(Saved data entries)
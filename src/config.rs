use std::fs;
use std::path::{Path, PathBuf};

use log::info;
use serde::{Deserialize, Serialize};

use crate::error::{PipelineError, Result};
use crate::model::{ForestSettings, KMeansSettings};

/// Directories and model parameters for a pipeline run.
///
/// Every field has a default, so a TOML file only needs the keys it changes:
///
/// ```toml
/// raw_dir = "data/raw"
/// seed = 7
/// ```
#[derive(Debug, Clone, PartialEq, Serialize, Deserialize)]
#[serde(default, deny_unknown_fields)]
pub struct DashboardConfig {
    pub raw_dir: PathBuf,
    pub processed_dir: PathBuf,
    pub outputs_dir: PathBuf,
    pub data_dir: PathBuf,
    pub seed: u64,
    pub rfm_clusters: usize,
    pub clv_clusters: usize,
    pub forecast_horizon: usize,
    pub test_fraction: f64,
    pub n_trees: usize,
    pub kmeans_max_iters: u64,
    pub kmeans_tolerance: f64,
}

impl Default for DashboardConfig {
    fn default() -> Self {
        DashboardConfig {
            raw_dir: PathBuf::from("data/raw"),
            processed_dir: PathBuf::from("data/processed"),
            outputs_dir: PathBuf::from("outputs"),
            data_dir: PathBuf::from("data"),
            seed: 42,
            rfm_clusters: 4,
            clv_clusters: 3,
            forecast_horizon: 30,
            test_fraction: 0.2,
            n_trees: 100,
            kmeans_max_iters: 300,
            kmeans_tolerance: 1e-4,
        }
    }
}

impl DashboardConfig {
    /// Defaults, or the TOML file at `path` layered over them.
    pub fn load(path: Option<&Path>) -> Result<Self> {
        let Some(path) = path else {
            return Ok(Self::default());
        };
        let content = fs::read_to_string(path)
            .map_err(|e| PipelineError::config(path, format!("failed to read: {e}")))?;
        let config: DashboardConfig =
            toml::from_str(&content).map_err(|e| PipelineError::config(path, e.to_string()))?;
        config.validate(path)?;
        info!("configuration loaded from {}", path.display());
        Ok(config)
    }

    fn validate(&self, path: &Path) -> Result<()> {
        if !(self.test_fraction > 0.0 && self.test_fraction < 1.0) {
            return Err(PipelineError::config(
                path,
                format!("test_fraction must be in (0, 1), got {}", self.test_fraction),
            ));
        }
        if self.rfm_clusters == 0 || self.clv_clusters == 0 || self.n_trees == 0 {
            return Err(PipelineError::config(path, "cluster and tree counts must be positive"));
        }
        Ok(())
    }

    pub fn raw_path(&self, file: &str) -> PathBuf {
        self.raw_dir.join(file)
    }

    pub fn processed_path(&self, file: &str) -> PathBuf {
        self.processed_dir.join(file)
    }

    /// `<processed_dir>/<dataset>_cleaned.csv`
    pub fn cleaned_path(&self, dataset: &str) -> PathBuf {
        self.processed_dir.join(format!("{dataset}_cleaned.csv"))
    }

    pub fn output_path(&self, file: &str) -> PathBuf {
        self.outputs_dir.join(file)
    }

    pub fn data_path(&self, file: &str) -> PathBuf {
        self.data_dir.join(file)
    }

    /// Directories the driver creates before a run.
    pub fn output_dirs(&self) -> [&Path; 3] {
        [&self.processed_dir, &self.outputs_dir, &self.data_dir]
    }

    pub fn kmeans(&self, n_clusters: usize) -> KMeansSettings {
        KMeansSettings {
            n_clusters,
            max_iters: self.kmeans_max_iters,
            tolerance: self.kmeans_tolerance,
            seed: self.seed,
        }
    }

    pub fn forest(&self) -> ForestSettings {
        ForestSettings {
            n_trees: self.n_trees,
            max_depth: None,
            seed: self.seed,
        }
    }
}

#[cfg(test)]
mod tests {
    use super::*;
    use std::io::Write;

    #[test]
    fn missing_path_gives_defaults() {
        let config = DashboardConfig::load(None).unwrap();
        assert_eq!(config, DashboardConfig::default());
        assert_eq!(config.seed, 42);
        assert_eq!(
            config.cleaned_path("retail"),
            PathBuf::from("data/processed/retail_cleaned.csv")
        );
    }

    #[test]
    fn partial_file_overrides_only_its_keys() {
        let mut file = tempfile::NamedTempFile::new().unwrap();
        writeln!(file, "seed = 7\nraw_dir = \"/tmp/raw\"").unwrap();
        let config = DashboardConfig::load(Some(file.path())).unwrap();
        assert_eq!(config.seed, 7);
        assert_eq!(config.raw_dir, PathBuf::from("/tmp/raw"));
        assert_eq!(config.rfm_clusters, 4);
        assert_eq!(config.kmeans(4).seed, 7);
    }

    #[test]
    fn bad_values_are_config_errors() {
        let mut file = tempfile::NamedTempFile::new().unwrap();
        writeln!(file, "test_fraction = 1.5").unwrap();
        let err = DashboardConfig::load(Some(file.path())).unwrap_err();
        assert_eq!(err.stage(), "config");

        let mut file = tempfile::NamedTempFile::new().unwrap();
        writeln!(file, "sead = 1").unwrap();
        assert!(DashboardConfig::load(Some(file.path())).is_err());
    }
}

▶ **TASK PROMPT**:
Among the lines above, find the ones containing "KMeansSettings" and copy them.

▶ **RESPONSE AREA**:
use crate::model::{ForestSettings, KMeansSettings};
    pub fn kmeans(&self, n_clusters: usize) -> KMeansSettings {
        KMeansSettings {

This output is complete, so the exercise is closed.